For instance, beginning with the index finger, the digit that reveals how we "stand with the world, whether inwardly or outwardly..." (p.56), she associates this finger, one we commonly use to point with, with what she calls the Zeus/Hera/Hestia constellation. As Hera it serves to propagate marriage and the family as a social institution. In its Zeus aspect it accuses, throws thunderbolts, punishes. While Hestia's "main characteristic is the ability to devote herself to the welfare of others up to being their victim, not being conscious, that, in fact, she victimizes them through her aspects of dominance, authority and control." (p.63).

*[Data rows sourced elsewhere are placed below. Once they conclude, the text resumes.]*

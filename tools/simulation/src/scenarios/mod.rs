//! Scenario simulation modules
//!
//! Each scenario builds its own engine from the configuration, drives it and
//! reports whether every check held.

pub mod contention;
pub mod lifecycle;
pub mod random_flow;

use crate::audit::Violation;
use crate::config::SimulationConfig;
use serde::{Deserialize, Serialize};

/// Result of a scenario run.
#[derive(Debug, Clone, Default, Serialize, Deserialize)]
pub struct ScenarioResult {
    pub name: String,
    pub orders_created: u64,
    pub orders_matched: u64,
    pub orders_canceled: u64,
    /// Requests the engine refused with a business error
    pub orders_rejected: u64,
    pub passed: bool,
    pub failures: Vec<String>,
    pub details: String,
}

impl ScenarioResult {
    fn new(name: &str) -> Self {
        Self {
            name: name.to_string(),
            ..Default::default()
        }
    }

    /// Record a failed check unless `ok`.
    fn check(&mut self, ok: bool, what: impl FnOnce() -> String) {
        if !ok {
            self.failures.push(what());
        }
    }

    fn record_violations(&mut self, step: &str, violations: Vec<Violation>) {
        for v in violations {
            self.failures
                .push(format!("{}: {}/{}: {}", step, v.customer_id, v.asset, v.detail));
        }
    }

    fn finish(mut self, details: String) -> Self {
        self.passed = self.failures.is_empty();
        self.details = details;
        self
    }
}

/// Which scenarios to run
#[derive(Debug, Clone, Copy, PartialEq, Eq)]
pub enum ScenarioKind {
    Lifecycle,
    RandomFlow,
    Contention,
}

impl ScenarioKind {
    pub const ALL: [ScenarioKind; 3] = [
        ScenarioKind::Lifecycle,
        ScenarioKind::RandomFlow,
        ScenarioKind::Contention,
    ];

    pub fn run(self, config: &SimulationConfig) -> ScenarioResult {
        match self {
            ScenarioKind::Lifecycle => lifecycle::run(config),
            ScenarioKind::RandomFlow => random_flow::run(config),
            ScenarioKind::Contention => contention::run(config),
        }
    }
}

Haft-Promock's readings are complex and intertwined. All of the fingers are scrutinized by the posture of their segments, the phalanges. When, for example, the index finger's "upper phalange is turned outward showing anticipation and curiosity," it reminds the chirologist of the "expression of eagerness or hesitancy" of the virgin before marriage (p.58). The vital space, too, between the fingers along with the hands' mounts and lines form a web of imaginal intuitions and positivistic contentions that is liberally illustrated with pictures of the morphing hands of Haft-Pomrock's clients.

If there is a weakness in her rendering I suggest it lies in archetypal psychology's grip on the Ancient Greek pantheon, opening to where the gifted Israeli psychologist can only find correspondences in the attributes of Hellenistic gods, as if the world "at hand" were wanting for its own hierophanies, its own poetries! In truth, the Unconscious is busy tracing images, indiscriminately, from every time and culture, including this time, human and otherwise, envisioning this planet as a simulation of our cross-hatched palms.